:: YOUR GOAL ::
In the material below, find every line with "moment" and pull it out.

** DATA EXCERPTS follows **

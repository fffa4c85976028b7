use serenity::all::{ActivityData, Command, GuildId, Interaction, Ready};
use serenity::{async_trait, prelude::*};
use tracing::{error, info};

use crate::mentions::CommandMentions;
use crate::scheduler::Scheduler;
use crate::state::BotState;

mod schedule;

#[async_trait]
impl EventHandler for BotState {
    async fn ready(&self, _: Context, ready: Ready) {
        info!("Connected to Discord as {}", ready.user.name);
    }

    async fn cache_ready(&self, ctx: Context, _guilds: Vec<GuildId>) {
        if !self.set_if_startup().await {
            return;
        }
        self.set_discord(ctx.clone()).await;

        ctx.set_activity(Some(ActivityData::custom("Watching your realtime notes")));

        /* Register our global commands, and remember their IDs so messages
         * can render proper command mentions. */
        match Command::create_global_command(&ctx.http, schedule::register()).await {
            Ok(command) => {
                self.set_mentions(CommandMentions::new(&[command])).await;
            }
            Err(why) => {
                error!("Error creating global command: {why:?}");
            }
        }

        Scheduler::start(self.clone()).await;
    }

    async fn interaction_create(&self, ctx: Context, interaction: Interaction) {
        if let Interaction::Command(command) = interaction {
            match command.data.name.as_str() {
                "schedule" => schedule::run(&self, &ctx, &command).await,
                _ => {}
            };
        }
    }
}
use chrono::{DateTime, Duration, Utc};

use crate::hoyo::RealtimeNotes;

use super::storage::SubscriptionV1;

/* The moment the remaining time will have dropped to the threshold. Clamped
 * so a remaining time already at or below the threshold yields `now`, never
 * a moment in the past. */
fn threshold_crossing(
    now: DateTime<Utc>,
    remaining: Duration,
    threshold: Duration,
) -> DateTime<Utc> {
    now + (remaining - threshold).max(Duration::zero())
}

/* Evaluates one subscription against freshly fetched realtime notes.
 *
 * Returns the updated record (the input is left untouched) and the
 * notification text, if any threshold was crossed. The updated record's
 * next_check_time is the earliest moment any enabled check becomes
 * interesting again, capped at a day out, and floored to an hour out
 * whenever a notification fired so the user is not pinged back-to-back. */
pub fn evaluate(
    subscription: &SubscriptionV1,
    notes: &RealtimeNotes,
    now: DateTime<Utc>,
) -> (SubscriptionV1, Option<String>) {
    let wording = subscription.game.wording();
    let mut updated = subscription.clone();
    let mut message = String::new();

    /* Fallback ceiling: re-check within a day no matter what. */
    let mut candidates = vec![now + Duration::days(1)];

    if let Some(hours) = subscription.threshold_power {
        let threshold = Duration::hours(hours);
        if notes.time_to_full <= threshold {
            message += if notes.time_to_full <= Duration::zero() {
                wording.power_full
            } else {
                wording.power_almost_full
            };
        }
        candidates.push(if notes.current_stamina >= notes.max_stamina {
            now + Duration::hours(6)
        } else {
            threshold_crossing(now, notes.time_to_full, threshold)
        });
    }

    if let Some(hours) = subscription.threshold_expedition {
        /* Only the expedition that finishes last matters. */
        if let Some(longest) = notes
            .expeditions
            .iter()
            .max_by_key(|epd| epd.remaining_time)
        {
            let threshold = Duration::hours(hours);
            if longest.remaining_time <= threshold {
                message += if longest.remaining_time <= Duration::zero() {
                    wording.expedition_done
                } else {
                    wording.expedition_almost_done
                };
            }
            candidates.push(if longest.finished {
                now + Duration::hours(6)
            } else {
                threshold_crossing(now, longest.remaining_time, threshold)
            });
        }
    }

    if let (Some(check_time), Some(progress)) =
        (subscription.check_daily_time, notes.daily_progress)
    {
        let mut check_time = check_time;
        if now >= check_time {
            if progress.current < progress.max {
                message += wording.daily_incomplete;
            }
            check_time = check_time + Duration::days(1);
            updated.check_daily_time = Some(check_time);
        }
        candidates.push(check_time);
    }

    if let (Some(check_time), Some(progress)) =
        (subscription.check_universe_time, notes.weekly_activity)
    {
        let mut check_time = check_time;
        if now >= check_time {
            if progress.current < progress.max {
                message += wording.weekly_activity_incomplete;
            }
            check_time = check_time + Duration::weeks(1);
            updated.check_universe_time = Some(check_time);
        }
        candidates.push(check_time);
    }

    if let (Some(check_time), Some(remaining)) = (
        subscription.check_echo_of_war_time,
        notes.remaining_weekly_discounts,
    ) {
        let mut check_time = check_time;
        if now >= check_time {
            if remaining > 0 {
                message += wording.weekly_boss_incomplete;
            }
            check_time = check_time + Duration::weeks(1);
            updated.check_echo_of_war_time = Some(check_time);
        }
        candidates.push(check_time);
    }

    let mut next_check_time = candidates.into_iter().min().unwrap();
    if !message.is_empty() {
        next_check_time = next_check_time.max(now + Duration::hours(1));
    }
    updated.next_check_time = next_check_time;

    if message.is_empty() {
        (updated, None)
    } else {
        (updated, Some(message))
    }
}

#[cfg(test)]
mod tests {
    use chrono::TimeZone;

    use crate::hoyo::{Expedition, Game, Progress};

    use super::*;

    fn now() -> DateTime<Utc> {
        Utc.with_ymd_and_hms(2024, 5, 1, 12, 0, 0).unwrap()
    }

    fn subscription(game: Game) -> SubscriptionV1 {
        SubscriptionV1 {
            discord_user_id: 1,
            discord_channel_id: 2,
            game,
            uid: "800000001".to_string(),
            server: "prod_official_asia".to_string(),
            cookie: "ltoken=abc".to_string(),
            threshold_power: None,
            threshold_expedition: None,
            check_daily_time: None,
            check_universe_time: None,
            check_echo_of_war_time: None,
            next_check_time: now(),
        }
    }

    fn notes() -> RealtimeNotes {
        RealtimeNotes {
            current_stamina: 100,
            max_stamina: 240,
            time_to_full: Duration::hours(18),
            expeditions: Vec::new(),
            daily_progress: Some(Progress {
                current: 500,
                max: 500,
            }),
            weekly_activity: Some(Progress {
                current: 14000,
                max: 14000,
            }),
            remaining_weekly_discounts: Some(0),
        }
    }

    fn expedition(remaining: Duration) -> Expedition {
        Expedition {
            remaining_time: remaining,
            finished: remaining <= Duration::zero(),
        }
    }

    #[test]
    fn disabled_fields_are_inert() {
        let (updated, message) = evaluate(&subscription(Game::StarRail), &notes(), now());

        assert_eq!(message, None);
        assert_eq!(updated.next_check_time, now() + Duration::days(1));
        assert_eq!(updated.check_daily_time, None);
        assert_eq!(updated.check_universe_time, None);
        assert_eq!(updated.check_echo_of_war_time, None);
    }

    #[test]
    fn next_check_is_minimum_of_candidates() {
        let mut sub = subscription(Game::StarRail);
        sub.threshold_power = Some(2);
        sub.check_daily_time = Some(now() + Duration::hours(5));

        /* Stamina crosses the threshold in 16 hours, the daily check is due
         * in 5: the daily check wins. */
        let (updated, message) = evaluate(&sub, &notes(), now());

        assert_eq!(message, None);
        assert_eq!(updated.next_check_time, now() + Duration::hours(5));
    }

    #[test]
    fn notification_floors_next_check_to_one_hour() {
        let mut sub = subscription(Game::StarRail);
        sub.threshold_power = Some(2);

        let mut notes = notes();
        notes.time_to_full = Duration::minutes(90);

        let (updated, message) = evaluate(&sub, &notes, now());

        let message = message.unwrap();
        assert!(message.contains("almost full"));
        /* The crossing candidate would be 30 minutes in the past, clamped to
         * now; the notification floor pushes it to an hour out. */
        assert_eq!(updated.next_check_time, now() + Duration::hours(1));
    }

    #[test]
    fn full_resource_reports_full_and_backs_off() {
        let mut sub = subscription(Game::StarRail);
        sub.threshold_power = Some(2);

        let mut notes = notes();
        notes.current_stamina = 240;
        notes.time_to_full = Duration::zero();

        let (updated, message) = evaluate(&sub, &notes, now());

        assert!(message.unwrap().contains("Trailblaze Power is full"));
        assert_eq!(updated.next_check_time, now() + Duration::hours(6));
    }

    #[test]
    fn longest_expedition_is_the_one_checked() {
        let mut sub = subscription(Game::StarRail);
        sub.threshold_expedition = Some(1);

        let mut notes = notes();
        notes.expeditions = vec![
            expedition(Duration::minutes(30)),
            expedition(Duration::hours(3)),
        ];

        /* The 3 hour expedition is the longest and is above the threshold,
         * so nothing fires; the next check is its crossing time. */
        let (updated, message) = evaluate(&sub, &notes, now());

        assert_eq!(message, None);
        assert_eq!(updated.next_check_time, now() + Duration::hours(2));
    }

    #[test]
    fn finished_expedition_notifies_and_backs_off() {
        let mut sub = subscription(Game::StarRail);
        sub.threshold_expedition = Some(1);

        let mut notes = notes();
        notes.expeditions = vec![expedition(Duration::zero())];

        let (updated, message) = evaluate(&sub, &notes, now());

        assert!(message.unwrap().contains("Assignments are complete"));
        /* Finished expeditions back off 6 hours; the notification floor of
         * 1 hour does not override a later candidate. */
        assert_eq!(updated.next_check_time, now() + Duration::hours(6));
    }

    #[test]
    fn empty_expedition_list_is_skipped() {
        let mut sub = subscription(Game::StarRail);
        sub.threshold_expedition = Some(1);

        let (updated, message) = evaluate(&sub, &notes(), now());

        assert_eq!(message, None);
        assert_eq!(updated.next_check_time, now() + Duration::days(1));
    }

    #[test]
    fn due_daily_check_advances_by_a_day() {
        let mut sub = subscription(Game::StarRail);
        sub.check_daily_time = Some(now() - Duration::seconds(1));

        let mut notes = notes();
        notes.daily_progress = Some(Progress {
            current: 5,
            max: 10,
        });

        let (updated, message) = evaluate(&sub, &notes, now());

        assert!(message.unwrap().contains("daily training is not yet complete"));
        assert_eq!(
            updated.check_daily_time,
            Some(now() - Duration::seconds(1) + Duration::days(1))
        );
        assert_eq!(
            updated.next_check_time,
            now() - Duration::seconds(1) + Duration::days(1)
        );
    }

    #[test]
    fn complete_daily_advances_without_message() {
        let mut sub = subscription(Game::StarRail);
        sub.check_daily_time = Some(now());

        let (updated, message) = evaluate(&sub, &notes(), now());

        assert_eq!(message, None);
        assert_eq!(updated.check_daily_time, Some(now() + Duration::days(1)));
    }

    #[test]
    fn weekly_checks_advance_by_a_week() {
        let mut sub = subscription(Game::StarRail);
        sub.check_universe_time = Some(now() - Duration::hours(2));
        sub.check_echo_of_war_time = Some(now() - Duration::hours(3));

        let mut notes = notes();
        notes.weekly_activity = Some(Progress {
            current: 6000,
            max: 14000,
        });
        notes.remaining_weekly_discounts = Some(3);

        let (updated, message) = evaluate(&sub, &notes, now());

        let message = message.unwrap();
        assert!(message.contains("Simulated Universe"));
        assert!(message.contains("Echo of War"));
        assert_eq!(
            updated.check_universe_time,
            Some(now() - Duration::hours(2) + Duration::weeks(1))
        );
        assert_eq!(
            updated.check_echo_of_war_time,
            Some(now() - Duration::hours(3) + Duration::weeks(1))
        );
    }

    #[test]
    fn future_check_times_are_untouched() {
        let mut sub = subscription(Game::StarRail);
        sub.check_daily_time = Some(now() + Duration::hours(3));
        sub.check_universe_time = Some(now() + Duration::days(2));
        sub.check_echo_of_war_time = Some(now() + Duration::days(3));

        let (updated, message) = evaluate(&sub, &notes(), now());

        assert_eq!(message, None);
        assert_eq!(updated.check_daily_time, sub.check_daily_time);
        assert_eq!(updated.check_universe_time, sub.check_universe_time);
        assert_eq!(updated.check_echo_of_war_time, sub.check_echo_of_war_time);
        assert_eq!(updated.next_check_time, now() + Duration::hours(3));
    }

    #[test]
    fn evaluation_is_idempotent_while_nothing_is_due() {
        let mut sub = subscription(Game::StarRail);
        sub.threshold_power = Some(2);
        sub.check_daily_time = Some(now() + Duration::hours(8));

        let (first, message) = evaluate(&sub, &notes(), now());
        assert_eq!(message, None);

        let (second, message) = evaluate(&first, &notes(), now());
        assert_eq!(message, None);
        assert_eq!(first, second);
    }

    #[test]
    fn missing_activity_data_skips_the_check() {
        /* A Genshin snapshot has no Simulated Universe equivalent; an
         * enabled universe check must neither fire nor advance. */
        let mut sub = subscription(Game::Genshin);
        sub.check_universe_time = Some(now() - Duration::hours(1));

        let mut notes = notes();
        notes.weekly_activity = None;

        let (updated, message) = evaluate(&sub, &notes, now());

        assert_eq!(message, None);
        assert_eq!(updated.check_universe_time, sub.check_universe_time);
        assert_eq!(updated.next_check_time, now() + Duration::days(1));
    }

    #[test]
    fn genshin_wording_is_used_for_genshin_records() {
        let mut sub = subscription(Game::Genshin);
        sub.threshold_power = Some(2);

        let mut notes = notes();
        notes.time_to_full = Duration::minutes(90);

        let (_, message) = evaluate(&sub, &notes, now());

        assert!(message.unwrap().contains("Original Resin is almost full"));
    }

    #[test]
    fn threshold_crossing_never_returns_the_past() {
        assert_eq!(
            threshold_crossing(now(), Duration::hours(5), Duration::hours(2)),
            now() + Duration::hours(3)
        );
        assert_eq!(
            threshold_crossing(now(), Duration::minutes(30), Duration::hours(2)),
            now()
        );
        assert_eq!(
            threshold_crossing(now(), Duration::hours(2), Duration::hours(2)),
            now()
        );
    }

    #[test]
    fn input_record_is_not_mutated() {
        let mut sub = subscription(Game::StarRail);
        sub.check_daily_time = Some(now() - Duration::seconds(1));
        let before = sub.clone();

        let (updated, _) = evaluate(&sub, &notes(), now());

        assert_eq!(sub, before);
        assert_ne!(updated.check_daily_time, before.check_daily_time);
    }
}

** End of DATA EXCERPTS **

:: SOLUTION TO THIS PROBLEM ::
/* The moment the remaining time will have dropped to the threshold. Clamped
 * a moment in the past. */
 * next_check_time is the earliest moment any enabled check becomes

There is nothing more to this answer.